A, The number of homologues; B, the number of allergen families (AllFams) with homologues; and C, the frequency distribution of the homologues binned by the level of identity were assessed between allergens and the predicted proteomes of various microbial genera. Each dot (A and B) or spike (C) represents each microbe listed. D, Identity level between allergens and microbial pathogen proteins. Each dot represents an individual allergen with the identity level on the y-axis for a particular pathogen listed on the x-axis. Dots are colored coded to represent helminths in brown, protozoans in green, bacteria in blue and fungi in orange. The horizontal line represents the geometric mean for each pathogen listed.


Allergens Conserved with Microbial Proteins Display Lower Levels of Allergenicity

Among the 312 allergens displaying homologues in helminths, protozoa and fungi (the HPF group) of the 499 studied, we found 180 to be shared among the three organism groups analyzed (Figure 2A). In contrast, no homologues among any of the genera studied were found for 37% of the allergens (187/499) (Figure 2A) representing 43 of the 145 AllFams included. To evaluate the relationship between conservation of sequence and allergenicity, we collected the IgE prevalences for those allergens for which such information was available (Table S1) either from the literature or from the World Health Organization and the International Union of Immunology Societies ( databases for systematic allergen nomenclature (a total of 357/499 allergens). We used the standard definition of a major allergen, that being molecularly defined substances from a complex mixture (extract) that induces IgE responses in >50% of patients allergic to that complex material source, i.e. allergen extract [31]. We found that 40% of those allergens that were highly conserved across the phyla were major allergens (blue bar of Figure 2B). In contrast, of the allergens that had no homologues in these 3 microbial phyla, 75% were major allergens (left black bar of Figure 2B) (p<0.0001 by Fisher’s exact test). These data suggest that there is a negative relationship between the level of conservation and the level of allergenicity.
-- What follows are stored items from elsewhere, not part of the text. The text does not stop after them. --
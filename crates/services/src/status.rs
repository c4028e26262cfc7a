use stimulus_core::model::PatientName;

pub const ENTER_PATIENT_NAME: &str = "Please enter a patient name.";
pub const RESULTS_LINK_LABEL: &str = "View Results";

/// Text shown in the status line.
#[derive(Debug, Clone, PartialEq, Eq)]
pub enum StatusMessage {
    CameraAccessRequired,
    Running,
    TimestampError,
    Completed {
        patient: PatientName,
        results_url: String,
    },
    Failed,
}

impl StatusMessage {
    #[must_use]
    pub fn text(&self) -> String {
        match self {
            Self::CameraAccessRequired => "Please enable webcam access.".to_string(),
            Self::Running => "Test running...".to_string(),
            Self::TimestampError => "❌ Flash timestamp error.".to_string(),
            Self::Completed { patient, .. } => format!("✅ Test completed for {patient}."),
            Self::Failed => "❌ Error occurred while running the test.".to_string(),
        }
    }

    /// Results link attached to a completed run.
    #[must_use]
    pub fn results_url(&self) -> Option<&str> {
        match self {
            Self::Completed { results_url, .. } => Some(results_url),
            _ => None,
        }
    }

    #[must_use]
    pub fn is_error(&self) -> bool {
        matches!(
            self,
            Self::CameraAccessRequired | Self::TimestampError | Self::Failed
        )
    }
}
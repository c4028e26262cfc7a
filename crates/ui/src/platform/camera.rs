use async_trait::async_trait;
use dioxus::document::eval;
use serde::Deserialize;
use services::{CameraError, CameraSource};

use super::scripts::camera_preview_script;

pub const VIDEO_ELEMENT_ID: &str = "webcam";

/// Camera preview through the webview's `navigator.mediaDevices`.
#[derive(Debug, Clone, Copy, Default)]
pub struct WebviewCamera;

#[derive(Debug, Deserialize)]
struct CameraProbe {
    ok: bool,
    #[serde(default)]
    name: Option<String>,
    #[serde(default)]
    message: Option<String>,
}

impl CameraProbe {
    fn into_result(self) -> Result<(), CameraError> {
        if self.ok {
            return Ok(());
        }
        let message = self.message.unwrap_or_default();
        match self.name.as_deref() {
            Some("NotAllowedError" | "SecurityError") => Err(CameraError::Denied(message)),
            _ => Err(CameraError::Unavailable(message)),
        }
    }
}

#[async_trait(?Send)]
impl CameraSource for WebviewCamera {
    async fn open_preview(&self) -> Result<(), CameraError> {
        eval(&camera_preview_script(VIDEO_ELEMENT_ID))
            .join::<CameraProbe>()
            .await
            .map_err(|err| CameraError::Unavailable(format!("{err:?}")))?
            .into_result()
    }
}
To address this observation further, we compared the existing IgE prevalence data for 357 known allergens with the identity level found in the respective homologue in each organism. Surprisingly, we found a consistent inverse relationship between allergenicity and the degree of identity between the allergen and its microbial homologue. The higher the identity level with a particular organisms’ homologue, the lower the IgE prevalence in the population (p<0.0001; r values varying from −0.23 and −0.33; Figure 3). In addition, the majority of those allergens with IgE prevalences above 50% showed either an identity level below 40% or none at all. In principle, there were no major allergens with identity levels above 80% except when the defined allergens were of helminth (i.e., Ani s 2) or fungal origin.


Figure 2. Unconserved allergens are more allergenic and less related to human proteins.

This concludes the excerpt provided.